#### DATA ####

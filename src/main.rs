use std::path::{Path, PathBuf};
use std::time::Duration;

use anyhow::Context;
use clap::Parser;
use colored::Colorize;
use tracing_subscriber::EnvFilter;

use envwatch::application::config::AppConfig;
use envwatch::application::services::engine::{Engine, EngineConfig};
use envwatch::application::services::runner::StreamRunner;
use envwatch::domain::ports::store::{AlertStore, ReadingStore};
use envwatch::infrastructure::persistence::in_memory_store::InMemoryStore;
use envwatch::infrastructure::persistence::sqlite_store::SqliteStore;
use envwatch::infrastructure::sources::FileSource;
use envwatch::presentation::cli::app::{Cli, Commands};
use envwatch::presentation::cli::commands::alerts::run_alerts;
use envwatch::presentation::cli::commands::export::run_export;
use envwatch::presentation::cli::commands::readings::run_readings;
use envwatch::presentation::cli::commands::run::{run_stream, RunOptions};

fn print_banner() {
    println!("{}", "━".repeat(40).cyan());
    println!("{}", "  ENVWATCH — Sensor Stream Monitor".bold().cyan());
    println!("{}", "━".repeat(40).cyan());
}

fn setup_tracing(verbose: bool) {
    let filter = if verbose {
        EnvFilter::new("debug")
    } else {
        EnvFilter::new("info")
    };
    tracing_subscriber::fmt()
        .with_env_filter(filter)
        .with_writer(std::io::stderr)
        .init();
}

fn open_store(config: &AppConfig) -> anyhow::Result<SqliteStore> {
    SqliteStore::new(&config.database.path)
        .with_context(|| format!("Failed to open database {}", config.database.path))
}

async fn shutdown_signal() {
    if let Err(e) = tokio::signal::ctrl_c().await {
        tracing::warn!("Ctrl+C handler unavailable: {e}");
        std::future::pending::<()>().await;
    }
}

struct RunArgs {
    source: Option<PathBuf>,
    interval_ms: Option<u64>,
    max_ticks: Option<u64>,
    dry_run: bool,
    json: bool,
}

async fn run(
    config: &mut AppConfig,
    config_path: Option<&Path>,
    args: RunArgs,
) -> anyhow::Result<()> {
    let path = match args.source.or_else(|| config.source.last_file.as_ref().map(PathBuf::from)) {
        Some(path) => path,
        None => anyhow::bail!("No reading file given. Use `envwatch run --source <FILE>`"),
    };
    let source = FileSource::open(&path)?;

    if config.remember_source(&path) {
        let saved = match config_path {
            Some(p) => config.save_to(p),
            None => config.save(),
        };
        if let Err(e) = saved {
            tracing::warn!("Could not remember source file: {e:#}");
        }
    }

    // Manual DI: main.rs is the only place that knows concrete types
    let sqlite;
    let memory;
    let (reading_store, alert_store): (&dyn ReadingStore, &dyn AlertStore) = if args.dry_run {
        tracing::info!("Dry run: readings and alerts are kept in memory");
        memory = InMemoryStore::new();
        (&memory as &dyn ReadingStore, &memory as &dyn AlertStore)
    } else {
        sqlite = open_store(config)?;
        (&sqlite as &dyn ReadingStore, &sqlite as &dyn AlertStore)
    };

    let engine_config = EngineConfig::from(&*config);
    let options = RunOptions {
        max_ticks: args.max_ticks,
        json: args.json,
    };
    let interval = args
        .interval_ms
        .map_or_else(|| config.tick_interval(), Duration::from_millis);

    let engine = Engine::new(engine_config, reading_store, alert_store);
    let mut runner = StreamRunner::new(engine, source, interval);

    if !args.json {
        print_banner();
    }
    run_stream(&mut runner, shutdown_signal(), &options).await?;
    Ok(())
}

#[tokio::main]
async fn main() -> anyhow::Result<()> {
    let cli = Cli::parse();

    setup_tracing(cli.verbose);

    // Load configuration
    let mut config = if let Some(ref path) = cli.config {
        AppConfig::load_or_create(path)?
    } else {
        AppConfig::load()?
    };

    match cli.command {
        Some(Commands::Run {
            source,
            interval_ms,
            max_ticks,
            dry_run,
            json,
        }) => {
            let args = RunArgs {
                source,
                interval_ms,
                max_ticks,
                dry_run,
                json,
            };
            run(&mut config, cli.config.as_deref(), args).await?;
        }
        None => {
            let args = RunArgs {
                source: None,
                interval_ms: None,
                max_ticks: None,
                dry_run: false,
                json: false,
            };
            run(&mut config, cli.config.as_deref(), args).await?;
        }
        Some(Commands::Readings { last, json }) => {
            let store = open_store(&config)?;
            run_readings(&store, last, json)?;
        }
        Some(Commands::Alerts { last, json }) => {
            let store = open_store(&config)?;
            run_alerts(&store, last, json)?;
        }
        Some(Commands::Export { output }) => {
            let store = open_store(&config)?;
            run_export(&store, &output)?;
        }
    }

    Ok(())
}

####

▶ EXERCISE BRIEF
All of the records above are to be set down again exactly.

▶ TASK SOLUTION
filename src/main.rs
use std::path::{Path, PathBuf};
use std::time::Duration;

use anyhow::Context;
use clap::Parser;
use colored::Colorize;
use tracing_subscriber::EnvFilter;

use envwatch::application::config::AppConfig;
use envwatch::application::services::engine::{Engine, EngineConfig};
use envwatch::application::services::runner::StreamRunner;
use envwatch::domain::ports::store::{AlertStore, ReadingStore};
use envwatch::infrastructure::persistence::in_memory_store::InMemoryStore;
use envwatch::infrastructure::persistence::sqlite_store::SqliteStore;
use envwatch::infrastructure::sources::FileSource;
use envwatch::presentation::cli::app::{Cli, Commands};
use envwatch::presentation::cli::commands::alerts::run_alerts;
use envwatch::presentation::cli::commands::export::run_export;
use envwatch::presentation::cli::commands::readings::run_readings;
use envwatch::presentation::cli::commands::run::{run_stream, RunOptions};

fn print_banner() {
    println!("{}", "━".repeat(40).cyan());
    println!("{}", "  ENVWATCH — Sensor Stream Monitor".bold().cyan());
    println!("{}", "━".repeat(40).cyan());
}

fn setup_tracing(verbose: bool) {
    let filter = if verbose {
        EnvFilter::new("debug")
    } else {
        EnvFilter::new("info")
    };
    tracing_subscriber::fmt()
        .with_env_filter(filter)
        .with_writer(std::io::stderr)
        .init();
}

fn open_store(config: &AppConfig) -> anyhow::Result<SqliteStore> {
    SqliteStore::new(&config.database.path)
        .with_context(|| format!("Failed to open database {}", config.database.path))
}

async fn shutdown_signal() {
    if let Err(e) = tokio::signal::ctrl_c().await {
        tracing::warn!("Ctrl+C handler unavailable: {e}");
        std::future::pending::<()>().await;
    }
}

struct RunArgs {
    source: Option<PathBuf>,
    interval_ms: Option<u64>,
    max_ticks: Option<u64>,
    dry_run: bool,
    json: bool,
}

async fn run(
    config: &mut AppConfig,
    config_path: Option<&Path>,
    args: RunArgs,
) -> anyhow::Result<()> {
    let path = match args.source.or_else(|| config.source.last_file.as_ref().map(PathBuf::from)) {
        Some(path) => path,
        None => anyhow::bail!("No reading file given. Use `envwatch run --source <FILE>`"),
    };
    let source = FileSource::open(&path)?;

    if config.remember_source(&path) {
        let saved = match config_path {
            Some(p) => config.save_to(p),
            None => config.save(),
        };
        if let Err(e) = saved {
            tracing::warn!("Could not remember source file: {e:#}");
        }
    }

    // Manual DI: main.rs is the only place that knows concrete types
    let sqlite;
    let memory;
    let (reading_store, alert_store): (&dyn ReadingStore, &dyn AlertStore) = if args.dry_run {
        tracing::info!("Dry run: readings and alerts are kept in memory");
        memory = InMemoryStore::new();
        (&memory as &dyn ReadingStore, &memory as &dyn AlertStore)
    } else {
        sqlite = open_store(config)?;
        (&sqlite as &dyn ReadingStore, &sqlite as &dyn AlertStore)
    };

    let engine_config = EngineConfig::from(&*config);
    let options = RunOptions {
        max_ticks: args.max_ticks,
        json: args.json,
    };
    let interval = args
        .interval_ms
        .map_or_else(|| config.tick_interval(), Duration::from_millis);

    let engine = Engine::new(engine_config, reading_store, alert_store);
    let mut runner = StreamRunner::new(engine, source, interval);

    if !args.json {
        print_banner();
    }
    run_stream(&mut runner, shutdown_signal(), &options).await?;
    Ok(())
}

#[tokio::main]
async fn main() -> anyhow::Result<()> {
    let cli = Cli::parse();

    setup_tracing(cli.verbose);

    // Load configuration
    let mut config = if let Some(ref path) = cli.config {
        AppConfig::load_or_create(path)?
    } else {
        AppConfig::load()?
    };

    match cli.command {
        Some(Commands::Run {
            source,
            interval_ms,
            max_ticks,
            dry_run,
            json,
        }) => {
            let args = RunArgs {
                source,
                interval_ms,
                max_ticks,
                dry_run,
                json,
            };
            run(&mut config, cli.config.as_deref(), args).await?;
        }
        None => {
            let args = RunArgs {
                source: None,
                interval_ms: None,
                max_ticks: None,
                dry_run: false,
                json: false,
            };
            run(&mut config, cli.config.as_deref(), args).await?;
        }
        Some(Commands::Readings { last, json }) => {
            let store = open_store(&config)?;
            run_readings(&store, last, json)?;
        }
        Some(Commands::Alerts { last, json }) => {
            let store = open_store(&config)?;
            run_alerts(&store, last, json)?;
        }
        Some(Commands::Export { output }) => {
            let store = open_store(&config)?;
            run_export(&store, &output)?;
        }
    }

    Ok(())
}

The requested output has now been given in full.